Abordagens inovadoras de mediação indoor e outdoor na administração pública

A administração pública cada vez mais tem se comportado como destinatária das políticas públicas que incentivam a promoção da cultura de mediação, por meio do exercício da consensualidade nas práticas administrativas.

Os gestores vêm entendendo que a administração pública pode adotar metodologias dialógicas, tanto internamente (indoor) quanto externamente (outdoor). Isso mostra uma visão alinhada com abordagens mais atualizadas de gestão pública, que buscam resolver conflitos enfrentados na atividade administrativa de forma colaborativa e eficiente.

A aplicação da cultura de mediação indoor [1] é aquela entendida como realizada dentro da administração pública, ou seja, visa a resolver conflitos internos e promover o diálogo entre órgãos e agentes em busca de soluções, incentivando a participação dos envolvidos nesse percurso.

Um exemplo de mediação indoor seria de um conflito entre duas secretarias de Estado que divergem sobre as competências internas para a elaboração de um determinado projeto. Em vez de se ressentirem com o conflito interno com escaladas hierárquicas que poderiam culminar no abandono do projeto, os envolvidos optam por uma abordagem indoor.

Já a cultura de mediação outdoor é a que busca promover a consensualidade nas relações com o cidadão, ou seja, na perspectiva das relações externas.

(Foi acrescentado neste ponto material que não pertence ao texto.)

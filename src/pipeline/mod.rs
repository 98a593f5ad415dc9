// Data processing pipeline: ingestion, processing, and storage

pub mod ingestion;
pub mod processing;
pub mod storage;

use std::collections::BTreeMap;
use std::time::Instant;

use tracing::{error, info, instrument};

use crate::config::Config;
use crate::error::Result;
use crate::observability::metrics;
use crate::types::DatasetKind;
use processing::clean::{self, CleanStats, CleanedDataset};
use processing::merge::{self, MergedTable};
use processing::scoring::{DistrictScore, MetricEngine, ScoredTable};
use storage::WriteSummary;

/// Run `f` as a named stage: its wall time goes to the stage histogram and a
/// failure is counted by error kind before being propagated.
fn timed<T>(stage: &'static str, f: impl FnOnce() -> Result<T>) -> Result<T> {
    let start = Instant::now();
    let result = f();
    metrics::stage_duration(stage, start.elapsed().as_secs_f64());
    if let Err(e) = &result {
        error!("❌ Stage {} failed: {}", stage, e);
        metrics::pipeline_error(e.kind());
    }
    result
}

/// Load every fragment of one dataset and clean it
fn load_and_clean(config: &Config, kind: DatasetKind) -> Result<CleanedDataset> {
    let dir = config.inputs.dir_for(kind);
    let raw = timed("load", || ingestion::load_dataset_from_dir(dir, kind.name()))?;
    timed("clean", || clean::clean(&raw, kind, &config.cleaning))
}

/// The three cleaned corpora
#[derive(Debug, Clone)]
pub struct CleanedInputs {
    pub enrolment: CleanedDataset,
    pub demographic: CleanedDataset,
    pub biometric: CleanedDataset,
}

impl CleanedInputs {
    pub fn stats(&self) -> BTreeMap<DatasetKind, CleanStats> {
        [&self.enrolment, &self.demographic, &self.biometric]
            .into_iter()
            .map(|d| (d.kind, d.stats.clone()))
            .collect()
    }
}

/// Final table of a run
#[derive(Debug, Clone)]
pub enum PipelineOutput {
    Merged(MergedTable),
    Scored {
        table: ScoredTable,
        districts: Vec<DistrictScore>,
    },
}

/// Everything a completed run produced
#[derive(Debug, Clone)]
pub struct PipelineResult {
    pub clean_stats: BTreeMap<DatasetKind, CleanStats>,
    pub output: PipelineOutput,
    /// The merged or scored CSV
    pub written: WriteSummary,
    /// District rollup CSV, when configured
    pub district_written: Option<WriteSummary>,
}

/// Entry points for running the pipeline in-process
pub struct Pipeline;

impl Pipeline {
    /// Load and clean the three datasets. With `execution.parallel_clean`
    /// the branches run on the rayon pool; the result is identical either
    /// way.
    #[instrument(skip_all, fields(parallel = config.execution.parallel_clean))]
    pub fn load_inputs(config: &Config) -> Result<CleanedInputs> {
        if config.execution.parallel_clean {
            let (enrolment, (demographic, biometric)) = rayon::join(
                || load_and_clean(config, DatasetKind::Enrolment),
                || {
                    rayon::join(
                        || load_and_clean(config, DatasetKind::Demographic),
                        || load_and_clean(config, DatasetKind::Biometric),
                    )
                },
            );
            Ok(CleanedInputs {
                enrolment: enrolment?,
                demographic: demographic?,
                biometric: biometric?,
            })
        } else {
            Ok(CleanedInputs {
                enrolment: load_and_clean(config, DatasetKind::Enrolment)?,
                demographic: load_and_clean(config, DatasetKind::Demographic)?,
                biometric: load_and_clean(config, DatasetKind::Biometric)?,
            })
        }
    }

    fn merge_inputs(inputs: &CleanedInputs) -> Result<MergedTable> {
        timed("merge", || {
            merge::merge(&inputs.enrolment, &inputs.demographic, &inputs.biometric)
        })
    }

    /// Load, clean and merge, without scoring or writing anything
    pub fn build_merged(config: &Config) -> Result<MergedTable> {
        config.validate()?;
        let inputs = Self::load_inputs(config)?;
        Self::merge_inputs(&inputs)
    }

    /// `build_merged` plus the metric engine
    pub fn build_scored(config: &Config) -> Result<ScoredTable> {
        let engine = MetricEngine::new(config.scoring.clone())?;
        let merged = Self::build_merged(config)?;
        timed("score", || engine.score_table(merged))
    }

    /// Full run: build the final table and write it (plus the optional
    /// district rollup) to the configured paths.
    #[instrument(skip_all, fields(output = %config.output.path.display()))]
    pub fn run(config: &Config) -> Result<PipelineResult> {
        config.validate()?;
        info!("🚀 Starting pipeline run");

        let inputs = Self::load_inputs(config)?;
        let merged = Self::merge_inputs(&inputs)?;

        let (output, written, district_written) = if config.scoring.enabled {
            let engine = MetricEngine::new(config.scoring.clone())?;
            let table = timed("score", || engine.score_table(merged))?;
            let districts = engine.score_districts(&table);

            let written = timed("write", || storage::write_csv(&table, &config.output.path))?;
            let district_written = match &config.output.district_scores_path {
                Some(path) => Some(timed("write", || storage::write_csv(&districts, path))?),
                None => None,
            };
            (
                PipelineOutput::Scored { table, districts },
                written,
                district_written,
            )
        } else {
            let written = timed("write", || storage::write_csv(&merged, &config.output.path))?;
            (PipelineOutput::Merged(merged), written, None)
        };

        info!(
            "✅ Pipeline finished: {} rows x {} columns written to {}",
            written.rows,
            written.cols,
            written.path.display()
        );
        Ok(PipelineResult {
            clean_stats: inputs.stats(),
            output,
            written,
            district_written,
        })
    }
}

Sugestões do cidadão ao poder público

Um caso bastante promissor seria aquele em que o cidadão pode levar suas sugestões e pleitos diretamente ao poder público, participando da proposição de soluções potenciais para os desafios enfrentados. Ao invés de negar o pedido ou deixar o cidadão sem uma resposta, o gestor vai além, convidando o proponente para auxiliar na construção de soluções que atendam a demanda apresentada, dando vida aos direitos e não simplesmente reproduzindo a cultura que obstrui o diálogo e incentiva a judicialização.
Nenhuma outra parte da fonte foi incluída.